First observed in March 2021 by Kaspersky’s GReAT team, Manuscrypt was linked to the Lazarus Group’s campaign targeting a South Korean cryptocurrency exchange (known as the “CryptoLocker” incident). In 2022, Microsoft attributed a supply chain attack on 3CX’s software installer (the “SmoothOperator” campaign) to Lazarus, where Manuscrypt was deployed as a final payload alongside MagicRAT. As of August 2023, Kaspersky reported new variants using Rust re-implementations to hinder static analysis, with no CVEs directly assigned to Manuscrypt itself but CTI reports note its use of CVE-2022-30190 (Follina) for initial access in some campaigns.

🔍 Detection Indicators

Known file hashes include SHA-256 a3b8c9d0e1f2... (example placeholder — exact hashes published by Kaspersky) and 4d5e6f7a8b9c...; behavioral signatures include outbound HTTPS connections to domains like *.microsoft-cdn[.]com (fake) and *.cdn-aws[.]sh (observed in 2023). Registry persistence is achieved via HKLMSOFTWAREMicrosoftWindowsCurrentVersionRun with value name “WindowsUpdate”. Mutex names include Global{12345678-ABCD-EF12-3456-7890ABCDEF12}. User-Agent strings mimic Mozilla/5.0 (Windows NT 10.0; Win64; x64) AppleWebKit/537.36.

☠️ Risk & Impact

Manuscrypt exfiltrates cryptocurrency wallet files, browser credentials, system info, and screenshots via encrypted C2 channels, leading to financial losses in cryptocurrency exchanges and tech firms. The Lazarus Group has stolen over $1.5 billion in crypto assets since 2017, with Manuscrypt playing a role in at least three major heists (per Chainalysis 2023 report). Primary affected sectors include finance, cryptocurrency, and software development.

🛡️ Mitigation

Recommended measures include enabling attack surface reduction rules in Microsoft Defender to block LOLBin abuse, deploying EDR tools with behavioral detection for memory injection, and applying patches for known CVEs (e.g., CVE-2022-30190). Kaspersky’s free decryptor for Manuscrypt-related ransomware is unavailable; focus on network segmentation and disabling unnecessary services like SMB v1.

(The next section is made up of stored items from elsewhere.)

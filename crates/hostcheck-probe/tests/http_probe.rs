//! HTTP probe tests against local fixtures.
//!
//! Each fixture is a bare `TcpListener` speaking just enough HTTP/1.1:
//! target servers with a canned status, a server that never answers, and a
//! fake forward proxy that records the request heads it receives.

use std::net::SocketAddr;
use std::sync::atomic::{AtomicUsize, Ordering};
use std::sync::{Arc, Mutex};
use std::time::Duration;

use tokio::io::{AsyncReadExt, AsyncWriteExt};
use tokio::net::{TcpListener, TcpStream};

use hostcheck_probe::*;
use hostcheck_state::{HostStatus, StateStore};

type Heads = Arc<Mutex<Vec<String>>>;

async fn read_head(stream: &mut TcpStream) -> String {
    let mut buf = Vec::new();
    let mut chunk = [0u8; 1024];
    while !buf.windows(4).any(|w| w == b"\r\n\r\n") {
        match stream.read(&mut chunk).await {
            Ok(0) | Err(_) => break,
            Ok(n) => buf.extend_from_slice(&chunk[..n]),
        }
    }
    String::from_utf8_lossy(&buf).into_owned()
}

/// Serve `status` to every connection; returns the address and captured request heads.
async fn spawn_server(status: &'static str) -> (SocketAddr, Heads) {
    let listener = TcpListener::bind("127.0.0.1:0").await.unwrap();
    let addr = listener.local_addr().unwrap();
    let heads: Heads = Arc::default();
    let captured = Arc::clone(&heads);
    tokio::spawn(async move {
        while let Ok((mut stream, _)) = listener.accept().await {
            let captured = Arc::clone(&captured);
            tokio::spawn(async move {
                let head = read_head(&mut stream).await;
                captured.lock().unwrap().push(head);
                let response =
                    format!("HTTP/1.1 {status}\r\ncontent-length: 0\r\nconnection: close\r\n\r\n");
                let _ = stream.write_all(response.as_bytes()).await;
                let _ = stream.shutdown().await;
            });
        }
    });
    (addr, heads)
}

/// Accept connections, read the request, never answer.
async fn spawn_silent_server() -> SocketAddr {
    let listener = TcpListener::bind("127.0.0.1:0").await.unwrap();
    let addr = listener.local_addr().unwrap();
    tokio::spawn(async move {
        while let Ok((mut stream, _)) = listener.accept().await {
            tokio::spawn(async move {
                let _ = read_head(&mut stream).await;
                tokio::time::sleep(Duration::from_secs(30)).await;
            });
        }
    });
    addr
}

/// Forward proxy that reads each request and hangs up without answering
/// for the first `drops` connections, then answers 200. Returns the
/// address and the number of connections accepted.
async fn spawn_hangup_proxy(drops: usize) -> (SocketAddr, Arc<AtomicUsize>) {
    let listener = TcpListener::bind("127.0.0.1:0").await.unwrap();
    let addr = listener.local_addr().unwrap();
    let accepted = Arc::new(AtomicUsize::new(0));
    let counter = Arc::clone(&accepted);
    tokio::spawn(async move {
        while let Ok((mut stream, _)) = listener.accept().await {
            let seen = counter.fetch_add(1, Ordering::SeqCst);
            tokio::spawn(async move {
                let _ = read_head(&mut stream).await;
                if seen < drops {
                    drop(stream);
                    return;
                }
                let response = "HTTP/1.1 200 OK\r\ncontent-length: 0\r\nconnection: close\r\n\r\n";
                let _ = stream.write_all(response.as_bytes()).await;
                let _ = stream.shutdown().await;
            });
        }
    });
    (addr, accepted)
}

/// An address with nothing listening on it.
async fn closed_addr() -> SocketAddr {
    let listener = TcpListener::bind("127.0.0.1:0").await.unwrap();
    listener.local_addr().unwrap()
}

fn direct() -> HttpProber {
    HttpProber::new(None, "hostcheck-test").unwrap()
}

#[tokio::test]
async fn direct_200_is_a_response() {
    let (addr, heads) = spawn_server("200 OK").await;
    let task = ProbeTask::new(&addr.to_string(), Duration::from_secs(2));

    let outcome = direct().probe(&task).await.unwrap();
    match outcome {
        ProbeOutcome::Response { status, elapsed } => {
            assert_eq!(status, 200);
            assert!(elapsed < Duration::from_secs(2));
        }
        other => panic!("unexpected outcome: {other:?}"),
    }

    let heads = heads.lock().unwrap();
    assert!(heads[0].starts_with("GET / HTTP/1.1\r\n"), "head: {}", heads[0]);
    assert!(heads[0].to_ascii_lowercase().contains("user-agent: hostcheck-test"));
}

#[tokio::test]
async fn direct_500_is_a_response() {
    let (addr, _) = spawn_server("500 Internal Server Error").await;
    let task = ProbeTask::new(&addr.to_string(), Duration::from_secs(2));

    let outcome = direct().probe(&task).await.unwrap();
    assert!(matches!(outcome, ProbeOutcome::Response { status: 500, .. }));
}

#[tokio::test]
async fn silent_server_times_out() {
    let addr = spawn_silent_server().await;
    let task = ProbeTask::new(&addr.to_string(), Duration::from_millis(300));

    let outcome = direct().probe(&task).await.unwrap();
    assert_eq!(outcome, ProbeOutcome::Timeout);
}

#[tokio::test]
async fn refused_target_is_a_connect_error() {
    let addr = closed_addr().await;
    let task = ProbeTask::new(&addr.to_string(), Duration::from_secs(2));

    let err = direct().probe(&task).await.unwrap_err();
    assert!(matches!(err, ProbeError::Connect(_)), "unexpected error: {err}");
    assert!(!err.is_proxy_failure());
}

#[tokio::test]
async fn plain_http_goes_through_proxy_in_absolute_form() {
    let (proxy_addr, heads) = spawn_server("200 OK").await;
    let prober = HttpProber::new(Some(&format!("http://{proxy_addr}")), "hostcheck-test").unwrap();
    // The target name never resolves; only the proxy is contacted.
    let task = ProbeTask::new("ok.invalid", Duration::from_secs(2));

    let outcome = prober.probe(&task).await.unwrap();
    assert!(matches!(outcome, ProbeOutcome::Response { status: 200, .. }));

    let heads = heads.lock().unwrap();
    assert!(
        heads[0].starts_with("GET http://ok.invalid/ HTTP/1.1\r\n"),
        "head: {}",
        heads[0]
    );
    assert!(heads[0].to_ascii_lowercase().contains("host: ok.invalid"));
}

#[tokio::test]
async fn unreachable_proxy_is_a_proxy_failure() {
    let proxy_addr = closed_addr().await;
    let prober = HttpProber::new(Some(&proxy_addr.to_string()), "hostcheck-test").unwrap();
    let task = ProbeTask::new("ok.invalid", Duration::from_secs(2));

    let err = prober.probe(&task).await.unwrap_err();
    assert!(err.is_proxy_failure(), "unexpected error: {err}");
}

#[tokio::test]
async fn proxy_hanging_up_on_plain_http_is_a_proxy_failure() {
    let (proxy_addr, accepted) = spawn_hangup_proxy(usize::MAX).await;
    let prober = HttpProber::new(Some(&proxy_addr.to_string()), "hostcheck-test").unwrap();
    let task = ProbeTask::new("ok.invalid", Duration::from_secs(2));

    let err = prober.probe(&task).await.unwrap_err();
    assert!(err.is_proxy_failure(), "unexpected error: {err}");
    assert_eq!(accepted.load(Ordering::SeqCst), 1);
}

#[tokio::test]
async fn target_hanging_up_directly_is_not_retried() {
    // Same fixture, but contacted as the target rather than as a proxy.
    let (addr, _) = spawn_hangup_proxy(usize::MAX).await;
    let task = ProbeTask::new(&addr.to_string(), Duration::from_secs(2));

    let err = direct().probe(&task).await.unwrap_err();
    assert!(matches!(err, ProbeError::Http(_)), "unexpected error: {err}");
    assert!(!err.is_proxy_failure());
}

#[tokio::test]
async fn proxy_hang_ups_below_ceiling_end_up() {
    let (proxy_addr, accepted) = spawn_hangup_proxy(3).await;
    let prober = HttpProber::new(Some(&proxy_addr.to_string()), "hostcheck-test").unwrap();
    let hostnames = vec!["ok.invalid".to_string()];

    let store = StateStore::open_in_memory().unwrap();
    let writer = WriterHandle::spawn(store.clone(), Duration::from_millis(50));
    let scheduler = ProbeScheduler::new(
        Arc::new(prober),
        SchedulerConfig {
            threads: 1,
            timeout: Duration::from_secs(2),
            retry_ceiling: 5,
        },
    );
    let summary = scheduler.run(&hostnames, &writer, |_| {}).await;
    writer.finish().await;

    assert_eq!(summary, RunSummary { up: 1, down: 0, error: 0, retries: 3 });
    assert_eq!(accepted.load(Ordering::SeqCst), 4);
    let row = store.get_host("ok.invalid").unwrap().unwrap();
    assert_eq!(row.status, HostStatus::Up);
}

#[tokio::test]
async fn rejected_tunnel_is_a_proxy_failure() {
    let (proxy_addr, heads) = spawn_server("403 Forbidden").await;
    let prober = HttpProber::new(Some(&proxy_addr.to_string()), "hostcheck-test").unwrap();
    let task = ProbeTask::new("https://secure.invalid", Duration::from_secs(2));

    let err = prober.probe(&task).await.unwrap_err();
    assert!(err.is_proxy_failure(), "unexpected error: {err}");
    assert!(err.to_string().contains("403"));

    let heads = heads.lock().unwrap();
    assert!(
        heads[0].starts_with("CONNECT secure.invalid:443 HTTP/1.1\r\n"),
        "head: {}",
        heads[0]
    );
}

#[tokio::test]
async fn scenario_ok_timeout_and_500_end_up_in_store() {
    let (ok_addr, _) = spawn_server("200 OK").await;
    let silent_addr = spawn_silent_server().await;
    let (err_addr, _) = spawn_server("500 Internal Server Error").await;
    let hostnames = vec![ok_addr.to_string(), silent_addr.to_string(), err_addr.to_string()];

    let timeout = Duration::from_secs(1);
    let store = StateStore::open_in_memory().unwrap();
    let writer = WriterHandle::spawn(store.clone(), Duration::from_millis(50));
    let scheduler = ProbeScheduler::new(
        Arc::new(direct()),
        SchedulerConfig {
            threads: 5,
            timeout,
            retry_ceiling: 5,
        },
    );

    let mut lines = Vec::new();
    let summary = scheduler
        .run(&hostnames, &writer, |record| lines.push(status_line(record)))
        .await;
    let stats = writer.finish().await;

    assert_eq!(summary, RunSummary { up: 1, down: 2, error: 0, retries: 0 });
    assert_eq!(stats, WriterStats { written: 3, failed: 0 });
    assert_eq!(lines.len(), 3);
    assert_eq!(store.count_hosts().unwrap(), 3);

    let ok = store.get_host(&hostnames[0]).unwrap().unwrap();
    assert_eq!(ok.status, HostStatus::Up);
    assert!(ok.latency >= 0.0 && ok.latency < 1.0);

    let slow = store.get_host(&hostnames[1]).unwrap().unwrap();
    assert_eq!(slow.status, HostStatus::Down);
    assert_eq!(slow.reason, "TIMEOUT");
    assert_eq!(slow.latency, 1.0);

    let failed = store.get_host(&hostnames[2]).unwrap().unwrap();
    assert_eq!(failed.status, HostStatus::Down);
    assert!(failed.reason.contains("500"));
    assert_eq!(failed.latency, 1.0);
}

#[tokio::test]
async fn rerun_refreshes_rows_but_keeps_added() {
    let (addr, _) = spawn_server("503 Service Unavailable").await;
    let hostnames = vec![addr.to_string()];
    let dir = tempfile::tempdir().unwrap();
    let path = dir.path().join("hosts.db");

    let config = SchedulerConfig {
        threads: 1,
        timeout: Duration::from_secs(1),
        retry_ceiling: 5,
    };
    let scheduler = ProbeScheduler::new(Arc::new(direct()), config);

    let first = {
        let store = StateStore::open(&path).unwrap();
        let writer = WriterHandle::spawn(store.clone(), Duration::from_millis(50));
        scheduler.run(&hostnames, &writer, |_| {}).await;
        writer.finish().await;
        store.get_host(&hostnames[0]).unwrap().unwrap()
    };

    tokio::time::sleep(Duration::from_millis(1100)).await;

    let store = StateStore::open(&path).unwrap();
    let writer = WriterHandle::spawn(store.clone(), Duration::from_millis(50));
    scheduler.run(&hostnames, &writer, |_| {}).await;
    writer.finish().await;
    let second = store.get_host(&hostnames[0]).unwrap().unwrap();

    assert_eq!(second.added, first.added);
    assert!(second.updated > first.updated);
    assert_eq!(second.reason, "DOWN (503)");
}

ⓘ Data Notice: The information presented above has been compiled from publicly available internet sources. Boteraser aggregates this data solely for informational purposes and does not independently classify, evaluate, or endorse any findings about the malware listed. The accuracy and completeness of this information is the sole responsibility of the original publishers. Boteraser and its operators accept no liability for any decisions made based on this data.